F. hat im letzten Jahr mehrere Monate Finnegans Wake vor der Nase gehabt, an das ich mich vermutlich nicht rantrauen werde, aber wir sprachen öfter darüber und über die Züricher James-Joyce-Stiftung, die F. mit einem seiner Freunde schon mehrfach besucht hat. Der Leiter der Stiftung Fritz Senn hat einen guten Tipp fürs Joyce-Lesen, wenn man eingeschüchtert vor dem Wälzer steht und gar nicht weiß, mit welcher Sekundärliteratur man anfangen soll, um die ganzen Anspielungen zu verstehen. Er meint: „Take the short cut. Read the book.“
Genau das habe ich gestern gemacht. Ich selbst besitze den Text der Erstausgabe von 1922, laut meiner Eintragung auf der ersten Buchseite seit 2004. Diese wurde aber von Joyce wieder und wieder überarbeitet – wenn ich dem Vorwort glauben darf, musste man ihm die Druckfahnen quasi aus der Hand reißen, und selbst dann hat er noch darauf rumgemalt, weswegen es diverse Textfassungen gibt. Seit Jahren gilt die Gabler-Edition von 1984 als der Text, der Joyces Vorstellung am nächsten kommt, auch wenn die Ausgabe große Kontroversen hervorrief. Die Editionsgeschichte in der englischen Wikipedia tut so, als wäre die Gabler-Edition Schrott, was, soweit ich weiß, selbst Schrott ist. Aber eigentlich weiß ich über das Thema noch viel zu wenig.

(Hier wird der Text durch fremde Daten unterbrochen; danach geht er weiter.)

//! mixdown: offline render and live playback driver for the mixer engine

mod args;
mod config;
mod demo;
mod session;

use anyhow::{bail, Result};
use clap::Parser;
use tracing_subscriber::{layer::SubscriberExt, util::SubscriberInitExt, EnvFilter};

use args::{Args, Command, ConfigAction};

fn main() -> Result<()> {
    let args = Args::parse();

    let level = if args.debug { "mixdown=debug" } else { "mixdown=info" };
    tracing_subscriber::registry()
        .with(tracing_subscriber::fmt::layer())
        .with(EnvFilter::try_from_default_env().unwrap_or_else(|_| EnvFilter::new(level)))
        .init();

    let path = args.config.clone().unwrap_or_else(config::config_path);

    match args.command {
        Command::Render(render) => {
            let mut engine = config::load_config(&path)?;
            render.engine.apply(&mut engine);
            let report = session::render(&engine, &render)?;
            if render.json {
                println!("{}", serde_json::to_string_pretty(&report)?);
            } else {
                println!(
                    "Rendered {} frames ({:.2}s, {} Hz, {}) to {} in {} ms, peaks L {:.2} R {:.2}",
                    report.frames,
                    report.seconds,
                    report.sample_rate,
                    report.quality,
                    report.output.display(),
                    report.elapsed_ms,
                    report.peak_left,
                    report.peak_right,
                );
            }
        }
        Command::Play(play) => {
            let mut engine = config::load_config(&path)?;
            play.engine.apply(&mut engine);
            session::play(engine, &play)?;
        }
        Command::Devices => {
            for (i, candidate) in mixdown_engine::default_candidates().iter().enumerate() {
                println!("{}: {}", i, candidate.name());
            }
            println!("fallback: {}", mixdown_engine::NullDevice::NAME);
        }
        Command::Config { action } => match action {
            ConfigAction::Path => println!("{}", path.display()),
            ConfigAction::Show => {
                let engine = config::load_config(&path)?;
                print!("{}", toml::to_string_pretty(&engine)?);
            }
            ConfigAction::Init { force } => {
                if path.exists() && !force {
                    bail!("{} already exists (use --force to overwrite)", path.display());
                }
                config::save_config(&path, &mixdown_core::EngineConfig::default())?;
                tracing::info!(path = %path.display(), "Wrote default settings");
            }
        },
    }

    Ok(())
}
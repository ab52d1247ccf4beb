//! Built-in arrangement used by `render` and `play`

use std::f64::consts::TAU;
use std::path::Path;
use std::sync::Arc;
use std::time::Duration;

use anyhow::{Context, Result};
use mixdown_core::{StereoBuffer, Track, TrackId, TrackRef, VolumeVector};
use mixdown_engine::{
    AudioPort, Instrument, InstrumentTrackHandle, Mixer, NotePlayHandle, PlayHandle, RenderContext,
    SamplePlayHandle, Waveform,
};
use tracing::{info, warn};

const ARP_KEYS: [u8; 8] = [60, 64, 67, 72, 76, 72, 67, 64];
const ARP_STEP: Duration = Duration::from_millis(125);
const ARP_DECAY_PER_SECOND: f64 = 12.0;
const BASS_KEY: u8 = 36;

/// Step sequencer voice cycling through a fixed key pattern
struct Arpeggiator {
    keys: Vec<u8>,
    step: Duration,
    position: u64,
    phase: f64,
}

impl Arpeggiator {
    fn new(keys: &[u8], step: Duration) -> Self {
        Self { keys: keys.to_vec(), step, position: 0, phase: 0.0 }
    }

    fn frequency(key: u8) -> f64 {
        440.0 * 2f64.powf((key as f64 - 69.0) / 12.0)
    }
}

impl Instrument for Arpeggiator {
    fn name(&self) -> &str {
        "arpeggiator"
    }

    fn play(&mut self, ctx: &RenderContext, out: &mut StereoBuffer) {
        if self.keys.is_empty() {
            return;
        }
        let sample_rate = ctx.sample_rate as f64;
        let step_frames = ((self.step.as_secs_f64() * sample_rate) as u64).max(1);

        for frame in out.frames_iter_mut().take(ctx.frames) {
            let step = self.position / step_frames;
            let key = self.keys[(step % self.keys.len() as u64) as usize];
            if self.position % step_frames == 0 {
                self.phase = 0.0;
            }
            let elapsed = (self.position % step_frames) as f64 / sample_rate;
            let envelope = (-ARP_DECAY_PER_SECOND * elapsed).exp();
            let sample = ((self.phase * TAU).sin() * envelope * 0.3) as f32;
            frame[0] += sample;
            frame[1] += sample;
            self.phase = (self.phase + Self::frequency(key) / sample_rate).fract();
            self.position += 1;
        }
    }
}

/// Tracks and ports kept alive for the length of a session
pub struct Arrangement {
    pub tracks: Vec<TrackRef>,
    pub ports: Vec<Arc<AudioPort>>,
}

/// Register the demo handles with `mixer`
pub fn populate(mixer: &Mixer, seconds: f64, sample: Option<&Path>) -> Result<Arrangement> {
    let arp_track = Track::new(TrackId(1), "arp");
    let bass_track = Track::new(TrackId(2), "bass");
    let arp_bus = AudioPort::new("arp-bus");
    arp_bus.set_volume(VolumeVector::from_volume_pan(0.8, -0.3));

    let arpeggiator = Arpeggiator::new(&ARP_KEYS, ARP_STEP);
    let arp =
        InstrumentTrackHandle::new(&arp_track, Box::new(arpeggiator)).with_port(arp_bus.clone());
    let bass = NotePlayHandle::from_key(BASS_KEY, 80, Duration::from_secs_f64(seconds.max(0.0)))
        .with_waveform(Waveform::Saw)
        .with_release(Duration::from_millis(200))
        .with_track(&bass_track)
        .with_volume(VolumeVector::from_volume_pan(0.4, 0.2));

    let mut guard = mixer.lock();
    let mut added = 0;
    for handle in [Box::new(arp) as Box<dyn PlayHandle>, Box::new(bass)] {
        match guard.add_play_handle(handle) {
            Some(_) => added += 1,
            None => warn!("Mixer refused a demo handle"),
        }
    }
    drop(guard);

    if let Some(path) = sample {
        let handle = SamplePlayHandle::load_wav(path)
            .with_context(|| format!("loading {}", path.display()))?;
        if mixer.add_play_handle(Box::new(handle)).is_some() {
            added += 1;
        }
    }

    info!(handles = added, "Demo arrangement loaded");
    Ok(Arrangement { tracks: vec![arp_track, bass_track], ports: vec![arp_bus] })
}

#[cfg(test)]
mod tests {
    use super::*;
    use mixdown_core::QualitySettings;

    fn ctx(frames: usize) -> RenderContext {
        RenderContext { frames, sample_rate: 1000, quality: QualitySettings::draft(), period: 1 }
    }

    fn test_mixer() -> Mixer {
        Mixer::new(&mixdown_core::EngineConfig { worker_threads: 1, ..Default::default() }).unwrap()
    }

    #[test]
    fn test_arpeggiator_restarts_each_step() {
        let mut arp = Arpeggiator::new(&[69, 81], Duration::from_millis(100));
        let mut out = StereoBuffer::stereo(200);
        arp.play(&ctx(200), &mut out);

        let samples = out.as_slice();
        assert_eq!(samples[0], 0.0);
        // Frame 100 starts the second step at zero phase
        assert_eq!(samples[200], 0.0);
        assert!(samples.iter().any(|s| s.abs() > 0.1));
        assert!(samples.iter().all(|s| s.abs() <= 0.3));
    }

    #[test]
    fn test_arpeggiator_decays_within_step() {
        let mut arp = Arpeggiator::new(&[69], Duration::from_secs(1));
        let mut out = StereoBuffer::stereo(1000);
        arp.play(&ctx(1000), &mut out);

        let peak = |range: std::ops::Range<usize>| {
            out.as_slice()[range.start * 2..range.end * 2]
                .iter()
                .fold(0.0f32, |m, s| m.max(s.abs()))
        };
        assert!(peak(0..100) > peak(900..1000) * 10.0);
    }

    #[test]
    fn test_populate_registers_handles_and_port() {
        let mixer = test_mixer();
        let arrangement = populate(&mixer, 1.0, None).unwrap();

        assert_eq!(mixer.play_handle_count(), 2);
        assert_eq!(arrangement.tracks.len(), 2);
        assert_eq!(mixer.lock().audio_port_count(), 1);
    }

    #[test]
    fn test_missing_sample_is_an_error() {
        let mixer = test_mixer();
        assert!(populate(&mixer, 1.0, Some(Path::new("/nonexistent/sample.wav"))).is_err());
    }
}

Wie dem auch sei: Ich lese seit gestern die Gabler-Edition von F., die keine Fußnoten hat, gucke aber nach jedem Kapitel in die Endnotes meiner Edition, um im Nachhinein zu verstehen, was ich da gerade gelesen habe. Es macht aber ziemlichen Spaß, sich einfach so in Joyce fallenzulassen, seine Sprache zu genießen, auch wenn ich bei manchen Zeilen nicht weiß, was die schönen Wörter mir sagen wollen. But look how pretty:
„Woodshadows floated silently by through the morning peace from the stairhead seaward where he gazed. Inshore and farther out the mirror of water whitened, spurned by lightshod hurrying feet. White breast of the dim sea. The twining stresses, two by two. A hand plucking the harpstrings, merging their twining chords. Wavewhite wedded words shimmering on the dim tide.“
Oder hier, als Dedalus an seine tote Mutter denkt:
„Folded away in the memory of nature with her toys. Memories beset his brooding brain. Her glass of water from the kitchen tap when she had approached the sacrament. A cored apple, filled with brown sugar, roasting for her at the hob on a dark autumn evening. Her shapely fingernails reddened by the blood of squashed lice from the children’s shirts.“
Oder so Nebenbeisätze, die mich kurz innehalten lassen – wenn Dedalus sich selbst im Spiegel sieht und denkt: „Who chose this face for me?“
Ich freue mich jetzt schon auf den Feierabend, wenn ich das dritte Kapitel beginnen werde.